I have missed myself. It ´s been 2 long. Let´s say I´ve been asleep. Asleep/deadn´gone. Just around the corner. You can find me elsewhere.

Anyways kids. A boy. There is a boy. Breathing so fast every time. So fast. Perhaps he´s scared. I hope so. He should be. He is getting close. I have a t-t-tendency to run. I´ll let you know. I´ll even show you.
Ssswedish

Saturday, June 19, 2010

weddings


A boy told me yesterday I looked like Marie Antoinette on blow. When I pointed out that I had been drinking wine and done a lot of opium that night he corrected himself and told me I was just like M. I do feel a bit beheaded right now I must say - well deserved.

Sunday, June 6, 2010

listen

It seems maybe you don´t understand me. I´m not afraid of love, I just don´t wan´t it.

I´m not a girlfriend.

I sometimes don´t sleep in my own bed 4 a week and I don´t want anyone at home who makes me feel guilty over that. I don´t need a boy. I need boys. Reöationships does not work.

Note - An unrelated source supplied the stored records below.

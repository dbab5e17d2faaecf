//! Reusable request wrappers.

use std::cmp::Ordering;

use super::ResourcePool;

/// A reusable container pairing a decoded request with its correlation
/// metadata.
///
/// Wrappers are drawn from a session-scoped pool when a message is fully
/// decoded and recycled after its response has been sent. The `uid` is the
/// caller-assigned correlation token echoed back in the response frame; the
/// `disposable` flag marks wrappers the dispatcher may recycle immediately
/// after dispatch.
#[derive(Debug)]
pub struct PooledRequest<M> {
    message: Option<M>,
    uid: u64,
    disposable: bool,
}

impl<M> PooledRequest<M> {
    /// Create an empty wrapper, ready for [`load`](PooledRequest::load).
    pub fn new() -> Self {
        Self {
            message: None,
            uid: 0,
            disposable: false,
        }
    }

    /// Fill the wrapper with a decoded request and its correlation uid.
    pub fn load(&mut self, message: M, uid: u64) {
        self.message = Some(message);
        self.uid = uid;
        self.disposable = true;
    }

    /// Take the request out of the wrapper, leaving it empty.
    pub fn take_message(&mut self) -> Option<M> {
        self.message.take()
    }

    /// The correlation token echoed in the response frame.
    pub fn uid(&self) -> u64 {
        self.uid
    }

    /// Whether the wrapper may be recycled immediately after dispatch.
    pub fn is_disposable(&self) -> bool {
        self.disposable
    }

    /// Retain the wrapper past dispatch; the caller takes over recycling.
    pub fn set_disposable(&mut self, disposable: bool) {
        self.disposable = disposable;
    }

    /// Reset the wrapper for re-use.
    pub fn clear(&mut self) {
        self.message = None;
        self.uid = 0;
        self.disposable = false;
    }
}

impl<M> Default for PooledRequest<M> {
    fn default() -> Self {
        Self::new()
    }
}

// Ordering is by correlation uid, which is what submission order means to
// the peer that assigned the uids.
impl<M> PartialEq for PooledRequest<M> {
    fn eq(&self, other: &Self) -> bool {
        self.uid == other.uid
    }
}

impl<M> Eq for PooledRequest<M> {}

impl<M> PartialOrd for PooledRequest<M> {
    fn partial_cmp(&self, other: &Self) -> Option<Ordering> {
        Some(self.cmp(other))
    }
}

impl<M> Ord for PooledRequest<M> {
    fn cmp(&self, other: &Self) -> Ordering {
        self.uid.cmp(&other.uid)
    }
}

/// Build a session-scoped pool of request wrappers.
pub fn request_pool<M: Send + 'static>(
    initial: usize,
    maximum: usize,
) -> ResourcePool<PooledRequest<M>> {
    ResourcePool::new(initial, initial, maximum, PooledRequest::new)
}

#[cfg(test)]
mod tests {
    use super::*;

    #[test]
    fn test_load_take_clear() {
        let mut req: PooledRequest<String> = PooledRequest::new();
        assert!(req.take_message().is_none());

        req.load("ping".to_string(), 42);
        assert_eq!(req.uid(), 42);
        assert!(req.is_disposable());
        assert_eq!(req.take_message().as_deref(), Some("ping"));

        req.clear();
        assert_eq!(req.uid(), 0);
        assert!(!req.is_disposable());
    }

    #[test]
    fn test_ordering_by_uid() {
        let mut a: PooledRequest<()> = PooledRequest::new();
        let mut b: PooledRequest<()> = PooledRequest::new();
        a.load((), 1);
        b.load((), 2);
        assert!(a < b);
        b.clear();
        b.load((), 1);
        assert_eq!(a, b);
    }

    #[test]
    fn test_request_pool_recycles() {
        let pool = request_pool::<String>(2, 4);
        let mut req = pool.acquire();
        req.load("hello".to_string(), 7);
        req.clear();
        pool.release(req);
        assert_eq!(pool.idle(), 2);
    }
}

excuse my spelling I´ve had a Jack.

Friday, June 4, 2010

f it


"I love you"

How can any boy in any way destry a relationship faster than saying the 3 words?
I push him off me and tumble out the door. Never mind my shoes or my phone. It`s dangerous back there, cant return. He is dangerous hazard.

You don´t love me- u love the thought of me in your old clothes smoking in the window. Love the thought of maybe you are the boy who can fix me. Make me eat. Make me convinced wine is not breakfast. You won´t be able 2. I won´t sit in your window like a girl in a movie. I will jump.

Saturday, May 29, 2010


My legs feel broken and I can´t stand up no matter how hard I try. 4 some reason, as Jason and I was on our way out, he thought it was a good idea 4 me 2 drive. I don´t drive. One thing 2 another= I hit a bunny. I hit a fuckin bunny with my car. In anger I decided 2 walk home, mad at every automobile on this planet. Ergo My lags can´t keep me up, and my heart can´t stop aching.

bare with me I´m tired.

Sunday, May 23, 2010

Vegas baby


I feel like taking a roadtrip. Top down, Journey from the speakers, denim shorts and raybans. Where do I go? Vegas perhaps.

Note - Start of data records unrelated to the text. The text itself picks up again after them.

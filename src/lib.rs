//! # Framewire - Session Engine for Length-Delimited Messaging
//!
//! Per-connection session management for an HTTP-like framed protocol over
//! persistent TCP streams: incremental header parsing, content-length-driven
//! body accumulation, optional deflate compression, bounded-pool
//! backpressure, FIFO dispatch, and bad-client eviction.
//!
//! ## Architecture
//!
//! ```text
//! bytes ──> Framer ──> [inflate] ──> MessageCodec ──> PooledRequest
//!                                                          │
//!                                                    RequestQueue
//!                                                          │
//!            write path <── [deflate] <── framing <── Dispatcher
//!                                                          │
//!                                                   ServiceHandler
//! ```
//!
//! The engine never blocks the network reactor: the only intentional
//! blocking point is [`ResourcePool::acquire`], which is how backpressure
//! propagates from resource scarcity back to producers.
//!
//! ## Wire Format
//!
//! Text-based, line-oriented header plus raw body:
//!
//! ```text
//! [optional start-line]\r\n
//! key: value\r\n
//! ...
//! \r\n
//! <body, exactly content-length bytes, possibly deflate-compressed>
//! ```
//!
//! | Header             | Required | Meaning                                 |
//! |--------------------|----------|-----------------------------------------|
//! | `content-length`   | yes      | Body byte length after any compression  |
//! | `uid`              | no       | Correlation token echoed in responses   |
//! | `content-encoding` | no       | `identity` (default) or `deflate`       |
//! | `accept-encoding`  | no       | Encodings the peer accepts, comma-sep   |
//!
//! ## Quick Start
//!
//! ```rust,ignore
//! use std::sync::Arc;
//! use framewire::{Config, ConnectionId, HandlerRegistry, JsonCodec, SessionManager};
//!
//! let codec = Arc::new(JsonCodec::<Request, Response>::new());
//! let mut registry = HandlerRegistry::new();
//! registry.register("ping", |req, peer| Some(Response::pong(req)));
//!
//! let manager = SessionManager::new(codec, Arc::new(registry), io, Config::default());
//!
//! // I/O path, whenever bytes arrive:
//! manager.feed_bytes(conn, &chunk)?;
//!
//! // Worker path:
//! manager.process_queued_messages(conn)?;
//! ```
//!
//! ## Failure Policy
//!
//! | Fault                               | Consequence                        |
//! |-------------------------------------|------------------------------------|
//! | Header too long, no terminator      | Fatal, immediate eviction          |
//! | Unparsable / missing content-length | Fatal, immediate eviction          |
//! | Declared length over the maximum    | Fatal, immediate eviction          |
//! | Unsupported content-encoding        | Fatal, immediate eviction          |
//! | Corrupt deflate stream              | Fatal, immediate eviction          |
//! | Codec decode failure                | Dropped; counter-gated eviction    |
//! | No valid message in the idle window | Watchdog eviction                  |
//!
//! ## Modules
//!
//! - [`protocol`]: incremental framing and per-connection sessions
//! - [`codec`]: message marshalling seam and the deflate transform
//! - [`dispatch`]: request queue, service handler seam, handler registry
//! - [`pool`]: bounded object pools with blocking acquire
//! - [`server`]: session registry and the I/O backend seam
//! - [`config`]: configuration management
//! - [`error`]: error types and result alias

pub mod codec;
pub mod config;
pub mod dispatch;
pub mod error;
pub mod pool;
pub mod protocol;
pub mod server;

// Re-exports for convenience
pub use codec::{DeflateCodec, JsonCodec, MessageCodec};
pub use config::{Config, LimitsConfig, PoolConfig};
pub use dispatch::{HandlerRegistry, MessageKind, RequestQueue, ServiceHandler};
pub use error::{FramewireError, Result};
pub use pool::{PooledRequest, ResourcePool};
pub use protocol::{ContentEncoding, Frame, Framer, FramingError, HeaderBlock, Session};
pub use server::{ConnectionId, IoBackend, SessionManager};

/// Library version
pub const VERSION: &str = env!("CARGO_PKG_VERSION");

I slept with a certain E.Hirsch last time I was there. Haha, I remember sitting on his back looking down on it, and how I put a needle through his shoulder just 2 see how he would react. He reacts by bleeding and getting mad I tell u.

Wednesday, May 19, 2010

Dark Was the night.


Drinking wine in a black dress feels so much more justified than anything else. Cheap wine in jeans makes me want to puke. Expensive wine wearing nothing makes me melancholic. Plum wine in a black dress makes me feel like Anaïs Nin. Givenchy silc and McQueen skull. Ryan, Nick and Signe here in person. Belle and Miri here in spirit. A good hour.